Головин подошел, выдвинул ящик стола, взял отвертку, грубо ковырнул полусгоревший компьютер раз, другой, третий, извлек жесткий диск, положил на пол и двумя точными ударами рукояти превратил в груду металла.

– Рухлядь. – Головин улыбнулся самодовольно, постучал себя по лбу:

– Все, что мне нужно, здесь. И им придется с этим считаться. Согласен?

Данилов скроил на лице ироничное безразличие.

– Ум, целеустремленность и отвага – вот что их заставит. Я знаю, чего я хочу, и добьюсь этого. Ты знаешь, чего хочешь ты?

– Счастья.

– Как у Пушкина? «В мире счастья нет, а есть покой и воля...» Покой и воля. Покой – это для мудрых, познавших, постигших. Это – личное понимание Бога, когда стесненная миром душа находит отдых в убогом скиту, отрешившись от мирских соблазнов, отвергнув мирскую лесть и власть, и радость ее безмерна и бесконечна... А воля на Руси – это и высшая свобода, и высшее проявление силы.

Вот воля мне и нужна. И не бывает она в ладу с покоем. А счастье... Когда-то я думал, что оно есть. Может быть, кто-то и сейчас счастлив... Но не я. Как сказал другой поэт: «Увы, он счастия не ищет и не от счастия бежит».

– Все мы идем из дома домой.

– Да? Может быть, – безразлично отозвался Головин.
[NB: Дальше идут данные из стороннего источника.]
/// Builds an intent from an already collected property map.
pub fn intent_from_properties(
    tunnel_network: String,
    properties: &HashMap<String, String>,
) -> Result<RoutingIntent, IngressError> {
    let subdomain = required_name(properties, "subdomain")?;
    let domain = required_name(properties, "domain")?;
    let host = parse_host(&required_name(properties, "host")?)?;
    let port = parse_port(&required(properties, "port")?)?;

    let scheme = match properties.get("type") {
        Some(scheme) => parse_scheme(scheme)?,
        None => DEFAULT_SCHEME.to_owned(),
    };

    let path = properties
        .get("path")
        .map(|p| p.trim_start_matches('/').to_owned())
        .filter(|p| !p.is_empty());

    let proxy_mode = match properties.get("socks5").map(String::as_str) {
        None | Some("false") => ProxyMode::None,
        Some("true") => ProxyMode::Socks5,
        Some(other) => {
            return Err(IngressError::malformed(
                "socks5",
                format!("expected 'true' or 'false', got '{other}'"),
            ));
        }
    };

    Ok(RoutingIntent {
        tunnel_network,
        subdomain,
        domain,
        scheme,
        host,
        port,
        path,
        proxy_mode,
    })
}

fn required(properties: &HashMap<String, String>, property: &str) -> Result<String, IngressError> {
    match properties.get(property) {
        Some(value) if !value.is_empty() => Ok(value.clone()),
        Some(_) => Err(IngressError::malformed(property, "must not be empty")),
        None => Err(IngressError::missing(property)),
    }
}

fn required_name(
    properties: &HashMap<String, String>,
    property: &str,
) -> Result<String, IngressError> {
    let value = required(properties, property)?;
    if value.chars().any(char::is_whitespace) {
        return Err(IngressError::malformed(property, "must not contain whitespace"));
    }
    Ok(value)
}

/// Accepts names and IPv4 literals as-is. Anything with `:` or brackets must
/// be an IPv6 literal, optionally bracketed, and is stored bare.
fn parse_host(raw: &str) -> Result<String, IngressError> {
    if raw.contains('/') {
        return Err(IngressError::malformed("host", "must not contain '/'"));
    }
    if !raw.contains([':', '[', ']']) {
        return Ok(raw.to_owned());
    }
    let bare = raw
        .strip_prefix('[')
        .and_then(|h| h.strip_suffix(']'))
        .unwrap_or(raw);
    bare.parse::<Ipv6Addr>()
        .map(|_| bare.to_owned())
        .map_err(|_| {
            IngressError::malformed(
                "host",
                format!("'{raw}' is neither a hostname nor an IPv6 address"),
            )
        })
}

fn parse_port(raw: &str) -> Result<u16, IngressError> {
    match raw.parse::<u16>() {
        Ok(0) => Err(IngressError::malformed("port", "must be 1-65535")),
        Ok(port) => Ok(port),
        Err(_) => Err(IngressError::malformed(
            "port",
            format!("'{raw}' is not a valid port number"),
        )),
    }
}

fn parse_scheme(raw: &str) -> Result<String, IngressError> {
    let scheme = raw.to_ascii_lowercase();
    let valid = scheme.chars().next().is_some_and(|c| c.is_ascii_alphabetic())
        && scheme
            .chars()
            .all(|c| c.is_ascii_alphanumeric() || matches!(c, '+' | '-' | '.'));
    if !valid {
        return Err(IngressError::malformed(
            "type",
            format!("'{raw}' is not a valid URL scheme"),
        ));
    }
    Ok(scheme)
}

#[cfg(test)]
mod tests {
    use super::*;
    use crate::network::StaticNetworkResolver;

    fn labels(pairs: &[(&str, &str)]) -> HashMap<String, String> {
        pairs
            .iter()
            .map(|(k, v)| ((*k).to_owned(), (*v).to_owned()))
            .collect()
    }

    fn app_labels() -> HashMap<String, String> {
        labels(&[
            ("cf_watcher.enabled", "true"),
            ("cf_watcher.cf_network", "netA"),
            ("cf_watcher.rules.subdomain", "app"),
            ("cf_watcher.rules.domain", "example.com"),
            ("cf_watcher.rules.host", "10.0.0.5"),
            ("cf_watcher.rules.port", "8080"),
        ])
    }

    async fn parse(labels: &HashMap<String, String>) -> Result<RoutingIntent, IngressError> {
        parse_labels("web", labels, &[], &StaticNetworkResolver::none()).await
    }

    #[tokio::test]
    async fn parses_minimal_labels() {
        let intent = parse(&app_labels()).await.unwrap();
        assert_eq!(intent.tunnel_network, "netA");
        assert_eq!(intent.hostname(), "app.example.com");
        assert_eq!(intent.service_url(), "http://10.0.0.5:8080");
        assert_eq!(intent.proxy_mode, ProxyMode::None);
        assert!(intent.path.is_none());
    }

    #[tokio::test]
    async fn absent_enabled_label_is_disabled() {
        let mut l = app_labels();
        l.remove(LABEL_ENABLED);
        assert!(matches!(
            parse(&l).await,
            Err(IngressError::Disabled { .. })
        ));
    }

    #[tokio::test]
    async fn non_literal_true_is_disabled() {
        for value in ["false", "TRUE", "1", "yes", ""] {
            let mut l = app_labels();
            l.insert(LABEL_ENABLED.to_owned(), value.to_owned());
            assert!(
                matches!(parse(&l).await, Err(IngressError::Disabled { .. })),
                "value {value:?} must disable"
            );
        }
    }

    #[tokio::test]
    async fn disabled_short_circuits_before_resolver() {
        let l = labels(&[("cf_watcher.enabled", "false")]);
        let resolver = StaticNetworkResolver::failing();
        let result = parse_labels("web", &l, &["bridge".to_owned()], &resolver).await;
        assert!(matches!(result, Err(IngressError::Disabled { .. })));
        assert_eq!(resolver.calls(), 0);
    }

    #[tokio::test]
    async fn missing_network_uses_resolver() {
        let mut l = app_labels();
        l.remove(LABEL_NETWORK);
        let resolver = StaticNetworkResolver::found("tunnel_net");
        let intent = parse_labels("web", &l, &["tunnel_net".to_owned()], &resolver)
            .await
            .unwrap();
        assert_eq!(intent.tunnel_network, "tunnel_net");
        assert_eq!(resolver.calls(), 1);
    }

    #[tokio::test]
    async fn unresolved_network_fails() {
        let mut l = app_labels();
        l.remove(LABEL_NETWORK);
        let err = parse(&l).await.unwrap_err();
        assert!(matches!(err, IngressError::NetworkUnresolved { .. }));
    }

    #[tokio::test]
    async fn empty_network_label_is_invalid() {
        let mut l = app_labels();
        l.insert(LABEL_NETWORK.to_owned(), "  ".to_owned());
        let err = parse(&l).await.unwrap_err();
        assert!(matches!(err, IngressError::InvalidRule { ref property, .. } if property == LABEL_NETWORK));
    }

    #[tokio::test]
    async fn each_required_property_is_named_when_missing() {
        for property in ["subdomain", "domain", "host", "port"] {
            let mut l = app_labels();
            l.remove(&format!("{RULES_PREFIX}{property}"));
            let err = parse(&l).await.unwrap_err();
            match err {
                IngressError::InvalidRule { property: p, .. } => assert_eq!(p, property),
                other => panic!("expected InvalidRule for {property}, got {other:?}"),
            }
        }
    }

    #[tokio::test]
    async fn host_port_only_is_invalid() {
        let mut l = app_labels();
        l.remove("cf_watcher.rules.subdomain");
        l.remove("cf_watcher.rules.domain");
        assert!(matches!(
            parse(&l).await,
            Err(IngressError::InvalidRule { .. })
        ));
    }

    #[tokio::test]
    async fn malformed_port_is_invalid() {
        for port in ["http", "70000", "0", "-1"] {
            let mut l = app_labels();
            l.insert("cf_watcher.rules.port".to_owned(), port.to_owned());
            let err = parse(&l).await.unwrap_err();
            assert!(
                matches!(err, IngressError::InvalidRule { ref property, .. } if property == "port"),
                "port {port:?}"
            );
        }
    }

    #[tokio::test]
    async fn path_with_and_without_slash_compose_identical_urls() {
        let mut with_slash = app_labels();
        with_slash.insert("cf_watcher.rules.path".to_owned(), "/foo".to_owned());
        let mut without_slash = app_labels();
        without_slash.insert("cf_watcher.rules.path".to_owned(), "foo".to_owned());

        let a = parse(&with_slash).await.unwrap();
        let b = parse(&without_slash).await.unwrap();
        assert_eq!(a.service_url(), "http://10.0.0.5:8080/foo");
        assert_eq!(a.service_url(), b.service_url());
    }

    #[tokio::test]
    async fn slash_only_path_is_dropped() {
        let mut l = app_labels();
        l.insert("cf_watcher.rules.path".to_owned(), "/".to_owned());
        let intent = parse(&l).await.unwrap();
        assert_eq!(intent.service_url(), "http://10.0.0.5:8080");
    }

    #[tokio::test]
    async fn socks5_flag() {
        let mut l = app_labels();
        l.insert("cf_watcher.rules.socks5".to_owned(), "true".to_owned());
        assert_eq!(parse(&l).await.unwrap().proxy_mode, ProxyMode::Socks5);

        l.insert("cf_watcher.rules.socks5".to_owned(), "false".to_owned());
        assert_eq!(parse(&l).await.unwrap().proxy_mode, ProxyMode::None);

        l.insert("cf_watcher.rules.socks5".to_owned(), "maybe".to_owned());
        assert!(matches!(
            parse(&l).await,
            Err(IngressError::InvalidRule { ref property, .. }) if property == "socks5"
        ));
    }

    #[tokio::test]
    async fn type_selects_scheme() {
        let mut l = app_labels();
        l.insert("cf_watcher.rules.type".to_owned(), "HTTPS".to_owned());
        assert_eq!(
            parse(&l).await.unwrap().service_url(),
            "https://10.0.0.5:8080"
        );

        l.insert("cf_watcher.rules.type".to_owned(), "not a scheme".to_owned());
        assert!(parse(&l).await.is_err());
    }

    #[test]
    fn rule_properties_ignores_foreign_and_unknown_labels() {
        let l = labels(&[
            ("cf_watcher.rules.host", " web "),
            ("cf_watcher.rules.host.extra", "shadowed"),
            ("cf_watcher.rules.colour", "blue"),
            ("cf_watcher.rules.", "empty"),
            ("com.docker.compose.service", "web"),
        ]);
        let props = rule_properties(&l);
        assert_eq!(props.len(), 1);
        assert_eq!(props.get("host").map(String::as_str), Some("web"));
        assert!(!props.contains_key("colour"));
    }

    #[test]
    fn shadowed_property_resolves_the_same_every_time() {
        for _ in 0..200 {
            // fresh maps get fresh hash seeds
            let l = labels(&[
                ("cf_watcher.rules.host.zzz", "late"),
                ("cf_watcher.rules.host", "web"),
                ("cf_watcher.rules.host.extra", "evil"),
                ("cf_watcher.rules.port.b", "9000"),
                ("cf_watcher.rules.port.a", "8080"),
            ]);
            let props = rule_properties(&l);
            assert_eq!(props["host"], "web");
            assert_eq!(props["port"], "8080");
        }
    }

    #[tokio::test]
    async fn ipv6_host_is_bracketed() {
        for host in ["fd00::5", "[fd00::5]"] {
            let mut l = app_labels();
            l.insert("cf_watcher.rules.host".to_owned(), host.to_owned());
            let intent = parse(&l).await.unwrap();
            assert_eq!(intent.host, "fd00::5");
            assert_eq!(intent.service_url(), "http://[fd00::5]:8080");
        }
    }

    #[tokio::test]
    async fn host_with_port_is_invalid() {
        for host in ["web:80", "[web]", "10.0.0.5/24"] {
            let mut l = app_labels();
            l.insert("cf_watcher.rules.host".to_owned(), host.to_owned());
            let err = parse(&l).await.unwrap_err();
            assert!(
                matches!(err, IngressError::InvalidRule { ref property, .. } if property == "host"),
                "host {host:?}"
            );
        }
    }

    #[test]
    fn hostname_and_service_are_independent() {
        let intent = RoutingIntent {
            tunnel_network: "net".to_owned(),
            subdomain: "app".to_owned(),
            domain: "example.com".to_owned(),
            scheme: "http".to_owned(),
            host: "backend".to_owned(),
            port: 3000,
            path: None,
            proxy_mode: ProxyMode::None,
        };
        assert_eq!(intent.hostname(), "app.example.com");
        assert_eq!(intent.service_url(), "http://backend:3000");
    }
}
Данилов замолчал. Да и что он мог сказать? Каждый человек всю жизнь ударяется об один и тот же камень. Мир, сложившийся в его душе, подкрепленный опытом того мира, в котором он постоянно вращается, кажется ему универсальным для всех, именно кажется, а не осознается. Человеку представляется, что он действует вопреки всем канонам и установлениям, что еще рывок – и он будет наверху, потому что нашел правильный алгоритм... Но вот – камень срывается почти с вершины и летит к подножию «покоренной» горы, погребая под собою покорителя.

Данилов знал примеры. Все, что логично и стройно в политике или бизнесе – баланс, временные союзы, интриги, компромиссы, – на войне называется предательством и является губительным. Корнилов полагает, что с финансовым ареопагом он в состоянии игры, торга, но для них это – состояние войны.

В мире финансовых схем, как и в мире вообще, просчитать можно все, кроме людской души: люди мнительны, ретроградны, недоверчивы, порочны, алчны. А тем, кто ведает финансовыми схемами мира, более всего нужна незыблемость; они живут будто вне мира и не для него, на тех этажах существования, но не жизни, где царят спокойствие и стабильность. Все пророки и гении, даже финансовые, располагаются куда ниже И могут вести свои игры только с высочайшего соизволения. Поэтому Головин обречен: он отважен в своей гордыне, но перешел черту; никто не станет делать ему предложение, которое нельзя отклонить.